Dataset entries
# # #

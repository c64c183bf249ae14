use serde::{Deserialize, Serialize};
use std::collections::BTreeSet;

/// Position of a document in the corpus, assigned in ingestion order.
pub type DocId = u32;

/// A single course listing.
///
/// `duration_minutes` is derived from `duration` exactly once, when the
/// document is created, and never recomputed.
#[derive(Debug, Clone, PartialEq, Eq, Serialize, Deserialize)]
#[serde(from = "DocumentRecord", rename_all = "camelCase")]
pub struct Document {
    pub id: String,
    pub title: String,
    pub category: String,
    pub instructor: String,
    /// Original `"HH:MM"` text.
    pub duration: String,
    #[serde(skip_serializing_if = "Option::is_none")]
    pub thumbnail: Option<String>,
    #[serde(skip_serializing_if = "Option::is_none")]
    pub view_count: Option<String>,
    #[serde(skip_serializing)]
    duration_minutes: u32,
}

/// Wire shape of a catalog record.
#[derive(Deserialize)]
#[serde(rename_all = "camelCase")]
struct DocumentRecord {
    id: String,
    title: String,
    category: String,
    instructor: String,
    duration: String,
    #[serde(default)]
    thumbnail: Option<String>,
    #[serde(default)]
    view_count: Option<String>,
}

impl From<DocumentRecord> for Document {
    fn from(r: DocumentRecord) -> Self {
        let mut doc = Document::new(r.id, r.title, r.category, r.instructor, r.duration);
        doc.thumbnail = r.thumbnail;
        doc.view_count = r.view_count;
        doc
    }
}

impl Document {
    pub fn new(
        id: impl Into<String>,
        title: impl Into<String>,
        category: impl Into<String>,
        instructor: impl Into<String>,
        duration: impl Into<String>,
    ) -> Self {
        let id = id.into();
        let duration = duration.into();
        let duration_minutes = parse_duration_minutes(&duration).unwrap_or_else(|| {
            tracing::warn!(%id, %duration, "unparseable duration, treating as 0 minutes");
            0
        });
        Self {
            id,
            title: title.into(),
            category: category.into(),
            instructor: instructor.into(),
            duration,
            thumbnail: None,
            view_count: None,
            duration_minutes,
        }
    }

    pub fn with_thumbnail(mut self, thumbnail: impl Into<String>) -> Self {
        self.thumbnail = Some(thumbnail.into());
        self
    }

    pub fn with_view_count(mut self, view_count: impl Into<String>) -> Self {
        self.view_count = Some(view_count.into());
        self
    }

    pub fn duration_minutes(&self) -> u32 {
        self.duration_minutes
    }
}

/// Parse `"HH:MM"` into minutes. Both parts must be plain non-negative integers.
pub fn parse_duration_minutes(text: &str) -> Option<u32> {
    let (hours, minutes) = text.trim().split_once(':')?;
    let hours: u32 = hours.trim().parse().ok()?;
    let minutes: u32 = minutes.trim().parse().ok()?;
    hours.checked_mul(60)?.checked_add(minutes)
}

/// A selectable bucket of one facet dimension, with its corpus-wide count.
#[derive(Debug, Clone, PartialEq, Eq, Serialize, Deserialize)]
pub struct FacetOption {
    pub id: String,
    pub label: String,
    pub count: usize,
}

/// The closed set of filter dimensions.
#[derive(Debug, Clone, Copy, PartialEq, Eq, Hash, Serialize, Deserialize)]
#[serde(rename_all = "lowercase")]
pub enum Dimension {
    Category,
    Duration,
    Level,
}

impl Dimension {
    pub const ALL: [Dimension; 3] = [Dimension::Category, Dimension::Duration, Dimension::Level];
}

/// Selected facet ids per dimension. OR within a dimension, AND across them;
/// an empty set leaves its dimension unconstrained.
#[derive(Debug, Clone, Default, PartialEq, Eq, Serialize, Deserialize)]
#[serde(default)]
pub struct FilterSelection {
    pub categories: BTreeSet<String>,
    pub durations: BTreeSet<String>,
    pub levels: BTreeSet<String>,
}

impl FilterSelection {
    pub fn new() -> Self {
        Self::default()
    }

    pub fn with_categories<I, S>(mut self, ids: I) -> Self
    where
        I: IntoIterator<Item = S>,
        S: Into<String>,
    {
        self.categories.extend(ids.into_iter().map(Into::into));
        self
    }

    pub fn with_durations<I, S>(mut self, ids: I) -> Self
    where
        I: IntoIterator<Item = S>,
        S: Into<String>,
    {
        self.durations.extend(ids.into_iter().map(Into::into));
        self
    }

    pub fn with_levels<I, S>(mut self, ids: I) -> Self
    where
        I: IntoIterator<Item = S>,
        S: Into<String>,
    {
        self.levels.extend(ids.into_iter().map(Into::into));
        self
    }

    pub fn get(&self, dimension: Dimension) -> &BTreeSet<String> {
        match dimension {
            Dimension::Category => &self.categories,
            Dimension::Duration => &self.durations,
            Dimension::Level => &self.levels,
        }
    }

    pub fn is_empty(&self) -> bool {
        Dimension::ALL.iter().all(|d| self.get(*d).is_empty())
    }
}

# # #

Work order: Where does "serde" appear in the records above? Copy each line that holds it.

The completed task:
use serde::{Deserialize, Serialize};
#[serde(from = "DocumentRecord", rename_all = "camelCase")]
    #[serde(skip_serializing_if = "Option::is_none")]
    #[serde(skip_serializing_if = "Option::is_none")]
    #[serde(skip_serializing)]
#[serde(rename_all = "camelCase")]
    #[serde(default)]
    #[serde(default)]
#[serde(rename_all = "lowercase")]
#[serde(default)]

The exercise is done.